Marie-Julie Catoir-Brisson
« Renouveler la recherche qualitative par les méthodes sensibles et les médias du co-design pendant la Covid-19 » (p. 215-250)
Résumé : Cet article porte sur les dispositifs d’enquêtes mobilisés dans des recherches par le co-design dans des champs d’intervention diversifiés (santé, climat, risques naturels) en contexte de pandémie. Les méthodes sensibles et les médias du co-design jouent un rôle dans la méthodologie de recherche, pour s’immerger dans le terrain, coconstruire les projets avec les participants et communiquer sur le projet en cours. L’accent est mis sur la phase d’enquête avec divers matériaux : photographie, vidéo, illustration, médias sociaux. La mobilisation de ces médias dans l’enquête soulève des questions méthodologiques, abordées à partir d’exemples : comment ces méthodes ont émergé dans des situations particulières et avec des participants spécifiques ? Quels médias ont été mobilisés et avec quelles visées ? L’article souligne les contributions et défis méthodologiques de ces approches renouvelées de la recherche qualitative. L’enjeu est aussi d’analyser les relations affectives générées par ces médias pour aborder des sujets complexes impliquant la sensorialité et d’en proposer un cadre réflexif pour la recherche qualitative.

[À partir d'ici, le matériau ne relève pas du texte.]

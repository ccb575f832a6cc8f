//! Markdown summary generation
//!
//! This module generates a human-readable markdown summary of a crawl run:
//! run metadata, totals and one table row per source.

use crate::output::stats::RunStatistics;
use crate::output::OutputResult;
use std::fs::File;
use std::io::Write;
use std::path::Path;

/// Writes the markdown summary of a run
///
/// # Arguments
///
/// * `stats` - The run statistics
/// * `output_path` - Path where the markdown file should be written
///
/// # Returns
///
/// * `Ok(())` - Successfully wrote markdown summary
/// * `Err(OutputError)` - Failed to write summary
pub fn generate_markdown_summary(stats: &RunStatistics, output_path: &Path) -> OutputResult<()> {
    let markdown = format_markdown_summary(stats);

    if let Some(parent) = output_path.parent().filter(|p| !p.as_os_str().is_empty()) {
        std::fs::create_dir_all(parent)?;
    }
    let mut file = File::create(output_path)?;
    file.write_all(markdown.as_bytes())?;

    Ok(())
}

/// Formats run statistics as markdown
pub fn format_markdown_summary(stats: &RunStatistics) -> String {
    let mut md = String::new();

    md.push_str("# Film List Crawl Summary\n\n");

    md.push_str("## Run Information\n\n");
    md.push_str(&format!("- **List ID**: {}\n", stats.list_id));
    md.push_str(&format!("- **Started**: {}\n", stats.started_at.to_rfc3339()));
    md.push_str(&format!(
        "- **Duration**: {} seconds ({:.2} minutes)\n",
        stats.elapsed.as_secs(),
        stats.elapsed.as_secs_f64() / 60.0
    ));
    let status = if stats.timed_out {
        "stopped by time limit"
    } else {
        "completed"
    };
    md.push_str(&format!("- **Status**: {}\n", status));
    if let Some(hash) = &stats.config_hash {
        md.push_str(&format!("- **Config Hash**: {}\n", hash));
    }
    md.push('\n');

    md.push_str("## Overall Statistics\n\n");
    md.push_str(&format!("- **Films in Catalogue**: {}\n", stats.catalogue_size));
    md.push_str(&format!("- **Films Imported**: {}\n", stats.imported));
    md.push_str(&format!("- **Films Crawled**: {}\n", stats.total_films()));
    md.push_str(&format!("- **Units Processed**: {}\n", stats.total_processed()));
    md.push_str(&format!("- **Total Errors**: {}\n\n", stats.total_errors()));

    if !stats.sources.is_empty() {
        md.push_str("## Sources\n\n");
        md.push_str("| Source | Films | Processed | Announced | Errors | Forks | Depth |\n");
        md.push_str("|--------|-------|-----------|-----------|--------|-------|-------|\n");

        for source in &stats.sources {
            md.push_str(&format!(
                "| {} | {} | {} | {} | {} | {} | {} |\n",
                source.source.name(),
                source.films,
                source.actual,
                source.max,
                source.errors,
                source.forks,
                source.max_depth
            ));
        }
        md.push('\n');
    }

    let failing: Vec<_> = stats.sources.iter().filter(|s| s.errors > 0).collect();
    if !failing.is_empty() {
        md.push_str("## Sources With Errors\n\n");
        for source in failing {
            md.push_str(&format!("- {}: {} errors\n", source.source.name(), source.errors));
        }
        md.push('\n');
    }

    md
}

Mots-clefs : Dispositifs d’enquête, pandémie, méthodes sensibles, créativité méthodologique, médias, co-design.
Arthur Ducasse
« Libérer la parole de la routine. Expériences d’entretien à propos des mobilités pédestres à Bogotá (Colombie) et Lima (Pérou) » (p. 251-294)
Résumé : Cet article est une contribution aux débats portant sur les méthodes de recherche sur les mobilités. Il présente trois méthodologies ayant recours à des entretiens et leurs limites pour saisir les perceptions, les expériences et les pratiques de la marche quotidienne. Ancrée en géographie sociale, cette étude s’appuie sur un travail de terrain d’un an et demi, réalisé dans les métropoles andines (Bogotá, en Colombie, et Lima, au Pérou) combinant une phase d’entretiens semi-directifs, des parcours commentés et des entretiens de photo-élicitation. Outre les défis que présente une recherche en langue étrangère se fondant sur l’analyse du discours, cet article analyse la complémentarité des paroles collectées, tout en soulignant la difficulté de les libérer du vécu routinier. Des pistes intégrant le recours à l’image pour construire des connaissances sur les expériences et pratiques de la marche quotidienne sont proposées.

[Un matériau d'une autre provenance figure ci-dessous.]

//! Filmlist crawler main entry point
//!
//! This is the command-line interface of the broadcaster film list crawler.

use anyhow::{bail, Context};
use clap::Parser;
use filmlist_crawler::config::{load_config_with_hash, Config};
use filmlist_crawler::crawler::build_http_client;
use filmlist_crawler::output::{
    generate_markdown_summary, print_statistics, print_stored_statistics,
};
use filmlist_crawler::storage::{load_import, open_store, CatalogueStore, ImportLocation};
use filmlist_crawler::{CrawlManager, Source};
use std::path::{Path, PathBuf};
use tracing_subscriber::EnvFilter;

/// Filmlist crawler: builds one film list from many broadcaster catalogues
///
/// Crawls every configured source in parallel under per-source rate limits
/// and a global time limit, merges the results into a deduplicated list and
/// stores it in a SQLite database.
#[derive(Parser, Debug)]
#[command(name = "filmlist-crawler")]
#[command(version = "1.0.0")]
#[command(about = "A parallel broadcaster film list crawler", long_about = None)]
struct Cli {
    /// Path to TOML configuration file
    #[arg(value_name = "CONFIG")]
    config: PathBuf,

    /// Increase logging verbosity (-v, -vv, -vvv)
    #[arg(short, long, action = clap::ArgAction::Count)]
    verbose: u8,

    /// Suppress non-error output
    #[arg(short, long, conflicts_with = "verbose")]
    quiet: bool,

    /// Crawl only this source (e.g. "ard", "3sat")
    #[arg(long, value_name = "ID")]
    source: Option<String>,

    /// Validate config and show what would be crawled without actually crawling
    #[arg(long, conflicts_with = "stats")]
    dry_run: bool,

    /// Show statistics of the stored film list and exit
    #[arg(long, conflicts_with = "dry_run")]
    stats: bool,

    /// Do not merge the film list at the configured import path
    #[arg(long)]
    no_import: bool,
}

#[tokio::main]
async fn main() -> anyhow::Result<()> {
    let cli = Cli::parse();

    setup_logging(cli.verbose, cli.quiet);

    tracing::info!("Loading configuration from: {}", cli.config.display());
    let (config, config_hash) = match load_config_with_hash(&cli.config) {
        Ok((cfg, hash)) => {
            tracing::info!("Configuration loaded successfully (hash: {})", hash);
            (cfg, hash)
        }
        Err(e) => {
            tracing::error!("Failed to load configuration: {}", e);
            return Err(e.into());
        }
    };

    let only = cli
        .source
        .as_deref()
        .map(str::parse::<Source>)
        .transpose()?;

    if cli.dry_run {
        handle_dry_run(&config, only)
    } else if cli.stats {
        handle_stats(&config)
    } else {
        handle_crawl(&config, &config_hash, only, !cli.no_import).await
    }
}

/// Sets up the logging/tracing subscriber based on verbosity level
///
/// `RUST_LOG` takes precedence when set.
fn setup_logging(verbose: u8, quiet: bool) {
    let default = if quiet {
        "error"
    } else {
        match verbose {
            0 => "filmlist_crawler=info,warn",
            1 => "filmlist_crawler=debug,info",
            2 => "filmlist_crawler=trace,debug",
            _ => "trace",
        }
    };
    let filter = EnvFilter::try_from_default_env().unwrap_or_else(|_| EnvFilter::new(default));

    tracing_subscriber::fmt()
        .with_env_filter(filter)
        .with_target(false)
        .with_thread_names(true)
        .with_file(false)
        .init();
}

/// Handles the --dry-run mode: validates config and shows what would be crawled
fn handle_dry_run(config: &Config, only: Option<Source>) -> anyhow::Result<()> {
    println!("=== Filmlist Crawler Dry Run ===\n");

    let budget = config.budget();
    println!("Crawler Configuration:");
    println!("  Worker threads: {}", budget.worker_threads);
    match budget.time_limit {
        Some(limit) => println!("  Time limit: {} minutes", limit.as_secs() / 60),
        None => println!("  Time limit: none"),
    }

    println!("\nUser Agent:");
    println!("  Name: {}", config.user_agent.crawler_name);
    println!("  Version: {}", config.user_agent.crawler_version);
    println!("  Contact URL: {}", config.user_agent.contact_url);
    println!("  Contact Email: {}", config.user_agent.contact_email);

    println!("\nOutput:");
    println!("  Database: {}", config.output.database_path);
    println!("  Summary: {}", config.output.summary_path);
    if let Some(import) = &config.output.import_path {
        println!("  Import: {}", import);
    }

    let sources: Vec<_> = config
        .enabled_sources()?
        .into_iter()
        .filter(|(source, _)| only.map_or(true, |wanted| wanted == *source))
        .collect();
    if let Some(wanted) = only {
        if sources.is_empty() {
            bail!("source '{}' is not enabled in the configuration", wanted.id());
        }
    }

    println!("\nSources ({}):", sources.len());
    for (source, entry) in &sources {
        let limits = config.source_config(*source);
        println!(
            "  - {} ({} seeds, {} day templates, {} discovery stages)",
            source.name(),
            entry.seeds.len(),
            entry.date_seeds.len(),
            entry.discovery.len()
        );
        println!(
            "    {} units/task, {} req/s, {} subpages, days -{}/+{}",
            limits.split_threshold(),
            limits.max_requests_per_second,
            limits.max_subpages,
            limits.max_days_past,
            limits.max_days_future
        );
    }

    // Building the manager also checks every feed definition
    CrawlManager::from_config(config)?;

    println!("\n✓ Configuration is valid");
    Ok(())
}

/// Handles the --stats mode: shows statistics of the stored film list
fn handle_stats(config: &Config) -> anyhow::Result<()> {
    println!("Database: {}\n", config.output.database_path);

    let store = open_store(Path::new(&config.output.database_path))
        .with_context(|| format!("opening {}", config.output.database_path))?;

    let list = store.stored_list()?;
    let counts = store.count_films_by_source()?;
    print_stored_statistics(list.as_ref(), &counts);

    Ok(())
}

/// Handles the main crawl operation
async fn handle_crawl(
    config: &Config,
    config_hash: &str,
    only: Option<Source>,
    import: bool,
) -> anyhow::Result<()> {
    let mut manager = CrawlManager::from_config(config)?;

    if import {
        if let Some(value) = config.output.import_path.as_deref() {
            let location = ImportLocation::parse(value)?;
            let client = build_http_client(&config.user_agent)?;
            let scratch = Path::new(&config.output.database_path).with_extension("import.db");

            // Import failures are logged and the crawl goes on
            match load_import(&location, &client, &scratch).await {
                Ok(Some(previous)) => {
                    manager.import_catalogue(&previous);
                }
                Ok(None) => {}
                Err(e) => tracing::warn!("Could not import {}: {}", location, e),
            }
        }
    }

    match only {
        Some(source) => {
            let films = manager
                .run_one(source)
                .await
                .with_context(|| format!("source '{}' is not enabled in the configuration", source.id()))?;
            tracing::info!("{} crawler returned {} films", source.name(), films.len());
        }
        None => {
            manager.run_all().await;
        }
    }

    let mut stats = manager.statistics();
    stats.config_hash = Some(config_hash.to_string());

    let catalogue = manager.into_catalogue();
    let mut store = open_store(Path::new(&config.output.database_path))
        .with_context(|| format!("opening {}", config.output.database_path))?;
    store.save(&catalogue, Some(config_hash))?;

    generate_markdown_summary(&stats, Path::new(&config.output.summary_path))?;
    tracing::info!("Summary written to {}", config.output.summary_path);

    print_statistics(&stats);
    Ok(())
}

Mots-clefs : Marche, Bogotá, Lima, parcours commentés, entretien de photo-élicitation, routine.
Théa Manola et Camille Mortelette
« Enquêter les expériences sensibles ordinaires : outils, postures et résistances » (p. 295-331)
Résumé : Cet article vise à détailler la démarche méthodologique employée dans le cadre de l’enquête réalisée auprès des habitant.es de trois quartiers : les Champs Bleus (Vezin-le-Coquet), la Brasserie (Strasbourg), la Villeneuve (Grenoble). Il s’agira plus particulièrement de revenir sur des outils méthodologiques mobilisés dans ce cadre : les parcours commentés et les baluchons sensoriels. Cette enquête a été réalisée dans le cadre du projet de recherche PROSECO (ANR-20-CE22-0002-01). Nous préciserons, dans un premier temps, les raisons qui nous ont conduit à mobiliser des outils méthodologiques « peu classiques » qui restent cependant des outils issus des SHS mobilisés dans une perspective « académique » de la recherche. Nous présenterons aussi les outils en question en précisant comment ils ont été adaptés et mis en œuvre dans le cadre de cette enquête. Nous proposerons dans un second temps d’avoir une approche réflexive quant au(x) rôle(s) et place(s) des chercheur.es dans la mise en œuvre de l’enquête et les apports de ces outils. Dans une dernière partie, nous livrerons nos réflexions sur ce qui résiste, ce qui est questionnant, déstabilisant ou difficile quand on mobilise ces outils « peu classiques ».
Mots-clefs : Enquête, sensible, écoquartier, habitant-es.